- Born: 12 February 1922 Kyaunggon, Burma
- Died: 17 October 2013 (aged 91) Yangon, Myanmar
- Occupation: Journalist
- Known for: The Guardian

= Guardian Sein Win =

Burmese journalist and press freedom advocate

Sein Win (စိန်ဝင်း), commonly known as Guardian Sein Win (ဂါဒီယန်စိန်ဝင်း), was a Burmese journalist and advocate of freedom of the press throughout his career.

== Early life and education ==
Sein Win was born in the Irrawaddy Delta town of Kyaunggon, British Burma (now Myanmar) on 12 February 1922, as the son of a minor civil servant.

He attended Judson College, a constituent college of Rangoon University. However, outbreak of World War II disrupted his education, and he briefly continued his education at Fukuoka, Japan, returning in 1945. While working as a reporter, he obtained dual undergraduate degrees, a Bachelor of Arts degree and a Bachelor of Laws degree.

== Career ==
Sein Win began his journalism career at the outset of the 1942 Japanese conquest of Burma. During World War II, Sein Win also served as a volunteer reporter and translator for the New Light of Burma newspaper, and also served as an apprentice reporter, editor, publisher and foreign correspondent.

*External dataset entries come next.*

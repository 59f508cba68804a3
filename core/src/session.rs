//! The signed-in session: a bearer token and the user it belongs to.
//!
//! # Design
//! `Session` is a cheap, cloneable handle to shared state. The transport
//! reads the token at the start of every request; only the auth flows write
//! it. Writes are last-write-wins. Persisting the session across restarts is
//! the host's job: read what [`Session::snapshot`] returns, and seed a new
//! handle with [`Session::restore`].

use std::sync::Arc;

use parking_lot::RwLock;

use crate::entities::User;

#[derive(Debug, Clone, Default, PartialEq)]
pub struct SessionState {
    pub token: Option<String>,
    pub user: Option<User>,
}

#[derive(Debug, Clone, Default)]
pub struct Session {
    inner: Arc<RwLock<SessionState>>,
}

impl Session {
    /// An anonymous session.
    pub fn new() -> Self {
        Self::default()
    }

    pub fn restore(token: Option<String>, user: Option<User>) -> Self {
        Self {
            inner: Arc::new(RwLock::new(SessionState { token, user })),
        }
    }

    pub fn token(&self) -> Option<String> {
        self.inner.read().token.clone()
    }

    pub fn user(&self) -> Option<User> {
        self.inner.read().user.clone()
    }

    pub fn is_authenticated(&self) -> bool {
        self.inner.read().token.is_some()
    }

    pub fn snapshot(&self) -> SessionState {
        self.inner.read().clone()
    }

    pub fn sign_in(&self, token: String, user: Option<User>) {
        *self.inner.write() = SessionState {
            token: Some(token),
            user,
        };
    }

    pub fn set_user(&self, user: User) {
        self.inner.write().user = Some(user);
    }

    pub fn sign_out(&self) {
        *self.inner.write() = SessionState::default();
    }
}
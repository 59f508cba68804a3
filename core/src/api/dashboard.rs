use serde_json::Value;
use tracing::warn;

use super::TravelApi;
use crate::entities::{normalize_list, BookingStatusBreakdown, DashboardStats, Normalize};
use crate::envelope;
use crate::error::ApiResult;
use crate::transport::HttpExecutor;

impl<E: HttpExecutor> TravelApi<E> {
    pub async fn fetch_dashboard(&self) -> DashboardStats {
        self.refresh_dashboard(DashboardStats::default()).await
    }

    /// Refetches every widget concurrently. A widget whose fetch fails keeps
    /// its value from `prior`; the others are replaced.
    pub async fn refresh_dashboard(&self, prior: DashboardStats) -> DashboardStats {
        let (stats_path, popular_path, buyers_path, status_path, trips_path) = (
            self.routes.dashboard_stats(),
            self.routes.dashboard_popular_packages(),
            self.routes.dashboard_recent_buyers(),
            self.routes.dashboard_booking_status(),
            self.routes.dashboard_upcoming_trips(),
        );
        let (stats, popular, buyers, status, trips) = tokio::join!(
            self.transport.get(&stats_path),
            self.transport.get(&popular_path),
            self.transport.get(&buyers_path),
            self.transport.get(&status_path),
            self.transport.get(&trips_path),
        );

        let mut next = prior;
        if let Some(payload) = settle("stats", stats) {
            next = next.with_totals_from(&DashboardStats::from_value(&payload));
        }
        if let Some(payload) = settle("popular packages", popular) {
            next.popular_packages = normalize_list(envelope::records(&payload));
        }
        if let Some(payload) = settle("recent buyers", buyers) {
            next.recent_buyers = normalize_list(envelope::records(&payload));
        }
        if let Some(payload) = settle("booking status", status) {
            next.status_breakdown = BookingStatusBreakdown::from_value(&payload);
        }
        if let Some(payload) = settle("upcoming trips", trips) {
            next.upcoming_trips = normalize_list(envelope::records(&payload));
        }
        next
    }
}

fn settle(widget: &'static str, result: ApiResult<Value>) -> Option<Value> {
    result
        .inspect_err(|err| warn!(widget, error = %err, "dashboard widget not refreshed; keeping previous value"))
        .ok()
}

In 1958, he became the chief editor and publisher of The Guardian, an English language Burmese newspaper, by which he would become known. In 1959, he wrote a seminal book, The Split Story: An Account of Recent Political Upheaval in Burma, which described the political chaos and disintegration of the Anti-Fascist People's Freedom League (AFPFL), the country's first post-independence ruling party. In 1962, Ne Win led a coup d'état and drove forward the Burmese Way to Socialism. In 1964, The Guardian, along with The Mirror and The Botataung, two other leading private newspapers, were nationalized and placed under the control of the Ministry of Information.

The following year, in 1963, Sein Win became a member of the International Press Institute’s board and won the Golden Pen of Freedom award from the International Federation of Newspaper Publishers. He joined the Associated Press in 1969, becoming one of the few sources of news from the isolated country and served until 1989. He spent his remaining years working for Japan's Kyodo News Service. Throughout his career, Sein Win served three stints in prison for his journalistic work, in 1958, and again in 1988 following the 8888 Uprising.

Sein Win died on 17 October 2013, after a period of declining health.

== Family ==
His wife, Khin Htwe, predeceased him in 2011. The couple had four children, including a daughter, Aye Aye Win, a journalist.